**Records contained in a dataset**

--- --- ---

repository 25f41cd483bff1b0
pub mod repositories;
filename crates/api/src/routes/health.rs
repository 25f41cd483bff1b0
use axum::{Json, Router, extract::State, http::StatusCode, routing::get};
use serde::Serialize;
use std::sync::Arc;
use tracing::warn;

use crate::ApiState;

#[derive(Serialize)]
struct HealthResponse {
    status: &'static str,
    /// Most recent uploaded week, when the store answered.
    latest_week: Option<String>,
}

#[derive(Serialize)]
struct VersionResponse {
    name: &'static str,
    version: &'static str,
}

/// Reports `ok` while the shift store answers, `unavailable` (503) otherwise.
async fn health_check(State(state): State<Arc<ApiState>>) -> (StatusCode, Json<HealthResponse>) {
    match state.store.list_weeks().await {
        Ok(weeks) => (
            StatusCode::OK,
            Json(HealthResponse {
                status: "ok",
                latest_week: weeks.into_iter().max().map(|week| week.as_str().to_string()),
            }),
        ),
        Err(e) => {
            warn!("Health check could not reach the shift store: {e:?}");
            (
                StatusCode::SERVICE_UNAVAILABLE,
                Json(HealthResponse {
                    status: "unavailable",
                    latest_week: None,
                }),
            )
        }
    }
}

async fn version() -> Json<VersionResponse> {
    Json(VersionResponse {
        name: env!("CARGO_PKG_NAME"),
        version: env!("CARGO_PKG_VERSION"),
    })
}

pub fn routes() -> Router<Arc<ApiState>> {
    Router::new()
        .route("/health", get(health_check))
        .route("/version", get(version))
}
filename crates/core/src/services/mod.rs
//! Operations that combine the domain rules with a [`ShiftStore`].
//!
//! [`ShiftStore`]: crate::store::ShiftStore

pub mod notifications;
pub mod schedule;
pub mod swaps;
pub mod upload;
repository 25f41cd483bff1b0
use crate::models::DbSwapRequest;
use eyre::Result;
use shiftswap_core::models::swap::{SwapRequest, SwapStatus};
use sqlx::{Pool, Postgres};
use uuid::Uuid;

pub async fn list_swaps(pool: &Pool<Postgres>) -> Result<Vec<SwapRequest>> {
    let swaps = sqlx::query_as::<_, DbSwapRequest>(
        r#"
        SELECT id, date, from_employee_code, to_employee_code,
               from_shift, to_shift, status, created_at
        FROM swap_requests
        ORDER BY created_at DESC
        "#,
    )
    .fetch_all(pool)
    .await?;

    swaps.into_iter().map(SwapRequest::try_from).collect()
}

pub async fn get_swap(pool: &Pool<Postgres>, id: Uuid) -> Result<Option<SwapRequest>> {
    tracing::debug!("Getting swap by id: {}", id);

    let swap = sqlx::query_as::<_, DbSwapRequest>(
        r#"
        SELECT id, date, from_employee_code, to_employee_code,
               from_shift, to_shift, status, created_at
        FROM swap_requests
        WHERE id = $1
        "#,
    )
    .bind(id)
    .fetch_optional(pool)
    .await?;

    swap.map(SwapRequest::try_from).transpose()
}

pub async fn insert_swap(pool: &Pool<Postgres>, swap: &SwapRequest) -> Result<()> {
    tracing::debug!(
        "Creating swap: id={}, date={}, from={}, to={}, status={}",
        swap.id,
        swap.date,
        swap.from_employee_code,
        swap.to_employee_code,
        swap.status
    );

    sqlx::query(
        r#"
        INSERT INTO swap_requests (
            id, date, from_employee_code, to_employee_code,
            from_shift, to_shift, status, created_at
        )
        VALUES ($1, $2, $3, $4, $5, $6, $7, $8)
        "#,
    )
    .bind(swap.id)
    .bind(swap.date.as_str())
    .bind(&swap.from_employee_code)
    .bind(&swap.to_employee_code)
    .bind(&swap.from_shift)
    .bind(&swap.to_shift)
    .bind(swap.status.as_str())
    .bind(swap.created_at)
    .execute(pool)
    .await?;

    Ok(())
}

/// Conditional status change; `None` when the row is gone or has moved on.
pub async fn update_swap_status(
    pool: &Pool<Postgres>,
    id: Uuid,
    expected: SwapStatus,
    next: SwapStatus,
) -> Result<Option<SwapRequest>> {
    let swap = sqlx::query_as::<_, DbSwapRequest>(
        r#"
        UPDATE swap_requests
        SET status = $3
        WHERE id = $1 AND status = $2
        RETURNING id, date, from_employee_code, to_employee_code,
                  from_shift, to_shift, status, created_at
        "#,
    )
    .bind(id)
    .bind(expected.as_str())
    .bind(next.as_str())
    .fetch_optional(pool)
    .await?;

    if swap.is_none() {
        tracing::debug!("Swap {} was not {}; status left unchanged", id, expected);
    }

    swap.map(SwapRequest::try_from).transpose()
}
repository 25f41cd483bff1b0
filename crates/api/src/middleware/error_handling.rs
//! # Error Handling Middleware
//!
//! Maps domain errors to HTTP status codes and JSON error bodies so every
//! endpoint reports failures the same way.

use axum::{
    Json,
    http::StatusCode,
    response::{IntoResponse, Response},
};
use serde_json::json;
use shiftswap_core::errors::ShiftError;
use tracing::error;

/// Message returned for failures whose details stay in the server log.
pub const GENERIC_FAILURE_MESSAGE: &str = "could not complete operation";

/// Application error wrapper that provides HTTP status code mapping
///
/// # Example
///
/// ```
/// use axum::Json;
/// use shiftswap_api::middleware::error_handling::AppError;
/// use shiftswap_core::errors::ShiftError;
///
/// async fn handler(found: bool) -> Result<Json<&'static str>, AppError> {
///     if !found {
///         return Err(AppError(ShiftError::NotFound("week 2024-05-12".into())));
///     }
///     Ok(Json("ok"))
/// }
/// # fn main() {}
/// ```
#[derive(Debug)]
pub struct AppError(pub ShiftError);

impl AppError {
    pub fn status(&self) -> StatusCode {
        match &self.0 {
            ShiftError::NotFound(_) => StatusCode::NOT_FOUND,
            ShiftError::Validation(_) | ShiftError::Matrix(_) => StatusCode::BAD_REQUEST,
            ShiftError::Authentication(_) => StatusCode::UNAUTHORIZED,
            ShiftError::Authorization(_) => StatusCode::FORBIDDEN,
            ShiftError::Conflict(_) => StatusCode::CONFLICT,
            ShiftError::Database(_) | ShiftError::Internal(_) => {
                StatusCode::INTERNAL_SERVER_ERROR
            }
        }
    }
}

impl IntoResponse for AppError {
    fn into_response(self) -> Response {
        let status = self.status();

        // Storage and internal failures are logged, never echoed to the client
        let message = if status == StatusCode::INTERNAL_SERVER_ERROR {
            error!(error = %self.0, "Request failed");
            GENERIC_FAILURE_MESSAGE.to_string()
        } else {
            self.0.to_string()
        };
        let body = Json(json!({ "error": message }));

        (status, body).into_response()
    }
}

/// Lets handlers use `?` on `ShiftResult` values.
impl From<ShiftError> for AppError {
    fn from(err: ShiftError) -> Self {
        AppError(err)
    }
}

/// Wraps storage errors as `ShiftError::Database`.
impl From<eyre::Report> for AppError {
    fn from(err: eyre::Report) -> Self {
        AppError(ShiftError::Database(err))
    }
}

--- --- ---

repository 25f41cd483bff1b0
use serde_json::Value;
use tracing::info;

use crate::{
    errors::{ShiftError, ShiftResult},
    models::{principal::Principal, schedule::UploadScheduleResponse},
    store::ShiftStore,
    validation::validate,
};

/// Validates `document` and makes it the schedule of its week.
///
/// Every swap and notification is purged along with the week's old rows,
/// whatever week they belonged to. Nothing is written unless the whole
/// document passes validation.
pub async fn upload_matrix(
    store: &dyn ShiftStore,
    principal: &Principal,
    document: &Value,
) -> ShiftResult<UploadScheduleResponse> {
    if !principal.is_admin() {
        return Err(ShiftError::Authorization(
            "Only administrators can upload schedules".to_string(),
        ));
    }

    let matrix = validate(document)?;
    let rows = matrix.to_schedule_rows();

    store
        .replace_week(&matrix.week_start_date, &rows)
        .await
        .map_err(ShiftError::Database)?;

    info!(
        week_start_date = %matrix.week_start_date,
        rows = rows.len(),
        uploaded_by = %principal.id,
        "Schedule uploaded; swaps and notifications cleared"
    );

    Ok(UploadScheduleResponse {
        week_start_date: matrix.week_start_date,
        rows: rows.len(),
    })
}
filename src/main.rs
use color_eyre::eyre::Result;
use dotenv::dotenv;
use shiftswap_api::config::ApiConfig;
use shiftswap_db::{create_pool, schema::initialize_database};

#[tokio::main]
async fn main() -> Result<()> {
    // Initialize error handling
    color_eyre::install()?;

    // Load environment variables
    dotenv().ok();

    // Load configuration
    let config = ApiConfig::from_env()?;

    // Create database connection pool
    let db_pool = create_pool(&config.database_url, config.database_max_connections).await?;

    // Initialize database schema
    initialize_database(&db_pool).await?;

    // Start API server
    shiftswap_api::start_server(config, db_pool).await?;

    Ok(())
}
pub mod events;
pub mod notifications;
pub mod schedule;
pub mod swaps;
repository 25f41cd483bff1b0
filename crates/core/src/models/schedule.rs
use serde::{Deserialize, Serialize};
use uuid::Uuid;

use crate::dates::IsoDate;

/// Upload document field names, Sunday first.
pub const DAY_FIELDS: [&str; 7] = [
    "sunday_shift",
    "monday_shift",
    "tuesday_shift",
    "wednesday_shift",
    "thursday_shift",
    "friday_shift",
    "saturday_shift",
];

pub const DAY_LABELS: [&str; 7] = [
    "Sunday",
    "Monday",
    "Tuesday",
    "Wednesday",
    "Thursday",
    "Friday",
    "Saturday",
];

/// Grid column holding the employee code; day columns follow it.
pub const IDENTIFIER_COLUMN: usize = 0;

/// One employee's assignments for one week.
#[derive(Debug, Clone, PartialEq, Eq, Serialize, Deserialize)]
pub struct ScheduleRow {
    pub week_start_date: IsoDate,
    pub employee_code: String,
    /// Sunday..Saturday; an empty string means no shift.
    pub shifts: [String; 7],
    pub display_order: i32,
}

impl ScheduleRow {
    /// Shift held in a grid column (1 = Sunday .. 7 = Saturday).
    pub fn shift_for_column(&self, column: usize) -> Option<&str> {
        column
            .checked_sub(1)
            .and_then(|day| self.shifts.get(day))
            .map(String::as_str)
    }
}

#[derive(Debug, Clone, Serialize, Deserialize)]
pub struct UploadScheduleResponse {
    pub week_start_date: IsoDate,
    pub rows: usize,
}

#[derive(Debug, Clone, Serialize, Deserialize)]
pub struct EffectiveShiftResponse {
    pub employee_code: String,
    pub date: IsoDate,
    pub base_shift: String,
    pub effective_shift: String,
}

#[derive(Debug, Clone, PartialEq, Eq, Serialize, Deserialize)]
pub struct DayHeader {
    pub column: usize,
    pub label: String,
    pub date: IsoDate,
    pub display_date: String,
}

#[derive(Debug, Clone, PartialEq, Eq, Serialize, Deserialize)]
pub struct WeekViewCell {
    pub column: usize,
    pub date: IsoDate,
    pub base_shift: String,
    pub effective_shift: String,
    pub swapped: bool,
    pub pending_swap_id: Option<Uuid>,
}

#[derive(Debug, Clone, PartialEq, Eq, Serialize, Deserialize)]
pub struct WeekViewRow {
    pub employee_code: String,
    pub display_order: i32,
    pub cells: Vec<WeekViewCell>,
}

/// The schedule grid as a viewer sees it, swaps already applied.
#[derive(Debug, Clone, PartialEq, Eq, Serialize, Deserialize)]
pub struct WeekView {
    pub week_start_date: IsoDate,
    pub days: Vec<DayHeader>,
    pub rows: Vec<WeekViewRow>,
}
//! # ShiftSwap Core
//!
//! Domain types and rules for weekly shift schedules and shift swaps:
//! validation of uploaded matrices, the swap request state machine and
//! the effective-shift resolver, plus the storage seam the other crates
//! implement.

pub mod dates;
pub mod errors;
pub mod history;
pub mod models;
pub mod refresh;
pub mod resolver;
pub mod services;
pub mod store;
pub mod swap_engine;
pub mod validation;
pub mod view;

--- --- ---

**Required action**
State the number of lines in the data above that include the word "resolver", leaving out any other words.

**Response area**
2